ECLI:NL:HR:2010:BN8535
Hoge Raad
- Cassatie
- Rechtspraak.nl
BOPZ en de geldigheidsduur van machtigingen tot voortgezet verblijf
In deze zaak heeft de Hoge Raad op 5 november 2010 uitspraak gedaan in een cassatieprocedure betreffende de Wet bijzondere opnemingen in psychiatrische ziekenhuizen (BOPZ). De zaak betreft een verzoekschrift van de betrokkene, die in cassatie ging tegen een beschikking van de rechtbank 's-Hertogenbosch. De rechtbank had op 31 mei 2010 een beschikking gegeven in de zaak met nummer 211895/FA RK 10-2714, waartegen de betrokkene beroep in cassatie heeft ingesteld. De advocaat van de betrokkene, mr. G.E.M. Later, heeft het cassatierekest ingediend, dat aan de beschikking van de Hoge Raad is gehecht.

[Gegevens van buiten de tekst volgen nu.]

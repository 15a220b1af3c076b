use ndarray::Array2;
use thiserror::Error;

use crate::{FunctionError, NumericFunction};

/// Configuration for centred finite-difference gradients.
#[derive(Debug, Clone, Copy, PartialEq)]
pub struct FiniteDifference {
    step: f64,
}

/// Errors that can occur when validating a finite-difference config.
#[derive(Debug, Error, Clone, Copy, PartialEq, Eq)]
pub enum FiniteDifferenceError {
    #[error("step must be finite and strictly positive")]
    Step,
}

impl Default for FiniteDifference {
    fn default() -> Self {
        Self { step: 1e-5 }
    }
}

impl FiniteDifference {
    /// Creates a config with the given step.
    ///
    /// # Errors
    ///
    /// Returns an error if `step` is non-finite or not strictly positive.
    pub fn new(step: f64) -> Result<Self, FiniteDifferenceError> {
        if !step.is_finite() || step <= 0.0 {
            return Err(FiniteDifferenceError::Step);
        }
        Ok(Self { step })
    }

    #[must_use]
    pub fn step(&self) -> f64 {
        self.step
    }

    /// Approximates the `(input, output)` Jacobian of `function` at `x`.
    ///
    /// Entry `[i, k]` is `(f_k(x + h e_i) - f_k(x - h e_i)) / 2h`.
    ///
    /// # Errors
    ///
    /// Returns the first error raised by an evaluation of `function`, or
    /// [`FunctionError::InvalidOutput`] if an evaluation returns a number of
    /// values other than `function.output_dimension()`.
    pub fn gradient<F>(&self, function: &F, x: &[f64]) -> Result<Array2<f64>, FunctionError>
    where
        F: NumericFunction + ?Sized,
    {
        let h = self.step;
        let mut gradient = Array2::zeros((x.len(), function.output_dimension()));
        let mut shifted = x.to_vec();

        for i in 0..x.len() {
            shifted[i] = x[i] + h;
            let forward = checked_evaluate(function, &shifted)?;
            shifted[i] = x[i] - h;
            let backward = checked_evaluate(function, &shifted)?;
            shifted[i] = x[i];

            for (k, (f, b)) in forward.iter().zip(&backward).enumerate() {
                gradient[[i, k]] = (f - b) / (2.0 * h);
            }
        }

        Ok(gradient)
    }
}

fn checked_evaluate<F>(function: &F, x: &[f64]) -> Result<Vec<f64>, FunctionError>
where
    F: NumericFunction + ?Sized,
{
    let y = function.evaluate(x)?;
    if y.len() != function.output_dimension() {
        return Err(FunctionError::InvalidOutput {
            expected: vec![function.output_dimension()],
            actual: vec![y.len()],
        });
    }
    Ok(y)
}
use std::error::Error as StdError;

use thiserror::Error;

/// Errors that can occur when running a hypothesis test.
#[derive(Debug, Error)]
pub enum Error {
    #[error("confidence level must lie in (0, 1), got {value}")]
    InvalidLevel { value: f64 },

    #[error("{which} sample is empty")]
    EmptySample { which: &'static str },

    #[error("{which} sample contains a non-finite value at row {row}, column {column}")]
    NonFiniteSample {
        which: &'static str,
        row: usize,
        column: usize,
    },

    #[error("{which} sample must be one-dimensional, got dimension {dimension}")]
    DimensionMismatch { which: &'static str, dimension: usize },

    #[error("samples must have the same size, got {first} and {second}")]
    SizeMismatch { first: usize, second: usize },

    #[error("selection is empty")]
    EmptySelection,

    #[error("selection index {index} is out of bounds for dimension {dimension}")]
    SelectionOutOfBounds { index: usize, dimension: usize },

    #[error("statistical backend failed: {0}")]
    Backend(#[source] Box<dyn StdError + Send + Sync>),

    #[error("backend returned {actual} results, expected {expected}")]
    MalformedResponse { expected: usize, actual: usize },
}
//! Geometric domains for Strata.
//!
//! The central type is [`LevelSet`], the set `{x : f(x) <= level}` of a
//! scalar [`Function`](strata_core::Function), optionally restricted to a
//! [`BoundingBox`]. Level sets answer containment queries for single points
//! and whole samples, and combine with each other through
//! [`LevelSet::intersect`] and [`LevelSet::join`].
//!
//! [`Domain`] gathers the supported domain kinds behind one containment
//! interface, and [`LevelSetRecord`] / [`FunctionRegistry`] provide a
//! versioned persistence format.

mod bounding_box;
mod domain;
mod error;
mod level_set;

pub use bounding_box::BoundingBox;
pub use domain::Domain;
pub use error::DomainError;
pub use level_set::{FunctionRegistry, LevelSet, LevelSetRecord, RECORD_VERSION};
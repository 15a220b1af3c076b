use ndarray::Array2;

use crate::{FiniteDifference, FunctionError, NumericFunction};

type Evaluation = Box<dyn Fn(&[f64]) -> Vec<f64> + Send + Sync>;
type Gradient = Box<dyn Fn(&[f64]) -> Array2<f64> + Send + Sync>;

/// A [`NumericFunction`] backed by closures.
///
/// Without an analytic gradient, [`gradient`](NumericFunction::gradient) falls
/// back to centred finite differences using the configured
/// [`FiniteDifference`] step.
///
/// # Example
///
/// ```
/// use ndarray::array;
/// use strata_core::{ClosureFunction, Function};
///
/// let f = Function::new(
///     ClosureFunction::new("sum", 2, 1, |x| vec![x[0] + x[1]])
///         .with_gradient(|_| array![[1.0], [1.0]]),
/// );
///
/// assert_eq!(f.evaluate(&[1.0, 2.0]).unwrap(), vec![3.0]);
/// ```
pub struct ClosureFunction {
    name: String,
    input_dimension: usize,
    output_dimension: usize,
    evaluation: Evaluation,
    gradient: Option<Gradient>,
    description: Option<Vec<String>>,
    finite_difference: FiniteDifference,
}

impl ClosureFunction {
    /// Creates a function from an evaluation closure.
    ///
    /// The closure receives points of length `input_dimension` and must return
    /// `output_dimension` values.
    pub fn new<F>(
        name: impl Into<String>,
        input_dimension: usize,
        output_dimension: usize,
        evaluation: F,
    ) -> Self
    where
        F: Fn(&[f64]) -> Vec<f64> + Send + Sync + 'static,
    {
        Self {
            name: name.into(),
            input_dimension,
            output_dimension,
            evaluation: Box::new(evaluation),
            gradient: None,
            description: None,
            finite_difference: FiniteDifference::default(),
        }
    }

    /// Sets an analytic gradient returning an `(input, output)` matrix.
    #[must_use]
    pub fn with_gradient<G>(mut self, gradient: G) -> Self
    where
        G: Fn(&[f64]) -> Array2<f64> + Send + Sync + 'static,
    {
        self.gradient = Some(Box::new(gradient));
        self
    }

    /// Sets the output labels.
    #[must_use]
    pub fn with_description<S: Into<String>>(mut self, labels: impl IntoIterator<Item = S>) -> Self {
        self.description = Some(labels.into_iter().map(Into::into).collect());
        self
    }

    /// Sets the step used when no analytic gradient is given.
    #[must_use]
    pub fn with_finite_difference(mut self, finite_difference: FiniteDifference) -> Self {
        self.finite_difference = finite_difference;
        self
    }
}

impl NumericFunction for ClosureFunction {
    fn name(&self) -> &str {
        &self.name
    }

    fn input_dimension(&self) -> usize {
        self.input_dimension
    }

    fn output_dimension(&self) -> usize {
        self.output_dimension
    }

    fn evaluate(&self, x: &[f64]) -> Result<Vec<f64>, FunctionError> {
        Ok((self.evaluation)(x))
    }

    fn gradient(&self, x: &[f64]) -> Result<Array2<f64>, FunctionError> {
        match &self.gradient {
            Some(gradient) => Ok(gradient(x)),
            None => self.finite_difference.gradient(self, x),
        }
    }

    fn output_description(&self) -> Vec<String> {
        match &self.description {
            Some(labels) => labels.clone(),
            None => (0..self.output_dimension).map(|k| format!("y{k}")).collect(),
        }
    }
}

#[cfg(test)]
mod tests {
    use super::*;

    use approx::assert_relative_eq;
    use ndarray::array;

    #[test]
    fn uses_analytic_gradient() {
        let f = ClosureFunction::new("product", 2, 1, |x| vec![x[0] * x[1]])
            .with_gradient(|x| array![[x[1]], [x[0]]]);

        let gradient = f.gradient(&[2.0, 3.0]).expect("gradient");

        assert_eq!(gradient, array![[3.0], [2.0]]);
    }

    #[test]
    fn falls_back_to_finite_differences() {
        let f = ClosureFunction::new("product", 2, 1, |x| vec![x[0] * x[1]]);

        let gradient = f.gradient(&[2.0, 3.0]).expect("gradient");

        assert_relative_eq!(gradient[[0, 0]], 3.0, epsilon = 1e-8);
        assert_relative_eq!(gradient[[1, 0]], 2.0, epsilon = 1e-8);
    }

    #[test]
    fn custom_description() {
        let f = ClosureFunction::new("pair", 1, 2, |x| vec![x[0], -x[0]])
            .with_description(["up", "down"]);

        assert_eq!(f.output_description(), vec!["up", "down"]);
    }
}
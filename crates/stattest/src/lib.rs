//! Hypothesis tests over sample data.
//!
//! The functions in this crate validate their inputs, package them into a
//! [`Request`], and hand it to a [`Backend`] that performs the actual
//! statistical computation. The crate never depends on how a backend is
//! reached: [`ProcessBackend`] exchanges JSON with an external program, and
//! callers can implement [`Backend`] for any other transport.
//!
//! # Tests
//!
//! Two scalar samples:
//!
//! - [`chi_squared`]: independence of two discrete samples (paired)
//! - [`pearson`]: linear relation of a Gaussian pair (paired)
//! - [`spearman`]: monotonic relation (paired)
//! - [`smirnov`]: equality of two continuous distributions (sizes may differ)
//!
//! A multivariate sample against a scalar one, coordinate by coordinate:
//!
//! - [`partial_pearson`], [`partial_regression`], [`partial_spearman`]: on
//!   selected coordinates
//! - [`full_pearson`], [`full_regression`], [`full_spearman`]: on every
//!   coordinate
//!
//! Samples are `ndarray` matrices with one observation per row. Every test
//! takes a confidence `level` in the open interval `(0, 1)`;
//! [`DEFAULT_LEVEL`] is `0.95`.

mod backend;
mod error;
mod hypothesis;
mod level;
mod result;
mod wire;

pub use backend::{Backend, ProcessBackend, ProcessError};
pub use error::Error;
pub use hypothesis::{
    chi_squared, full_pearson, full_regression, full_spearman, partial_pearson,
    partial_regression, partial_spearman, pearson, smirnov, spearman,
};
pub use level::{DEFAULT_LEVEL, Level};
pub use result::TestResult;
pub use wire::{Request, Response, TestName, WIRE_VERSION};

De kern van de zaak draait om de vraag of de aanmerking bij het verzoekschrift overgelegde plannenlijst en probleemlijst als behandelingsplan en medische aantekeningen kunnen worden aangemerkt. De Hoge Raad oordeelt dat er geen sprake is van schending van artikel 17 lid 3 van de BOPZ, dat bepaalt dat een machtiging tot voortgezet verblijf een geldigheidsduur heeft van ten hoogste een jaar na haar dagtekening. De Hoge Raad stelt vast dat de duur van de verleende machtiging niet hoeft te worden bekort met de periode die ligt tussen het verstrijken van de vorige machtiging en de verlening van de nieuwe machtiging. Het is enkel van belang dat het verzoek om een opvolgende machtiging is ingediend voordat de geldigheidsduur van de vorige machtiging was verstreken.
De conclusie van de Advocaat-Generaal F.F. Langemeijer was om het beroep te verwerpen. De Hoge Raad heeft de klachten die in het middel zijn aangevoerd, niet tot cassatie kunnen leiden. Dit behoeft, gezien artikel 81 van de Wet op de rechterlijke organisatie, geen nadere motivering, omdat de klachten niet nopen tot beantwoording van rechtsvragen in het belang van de rechtseenheid of de rechtsontwikkeling. De Hoge Raad heeft het beroep dan ook verworpen, en deze beschikking is openbaar uitgesproken door de raadsheer E.J. Numann.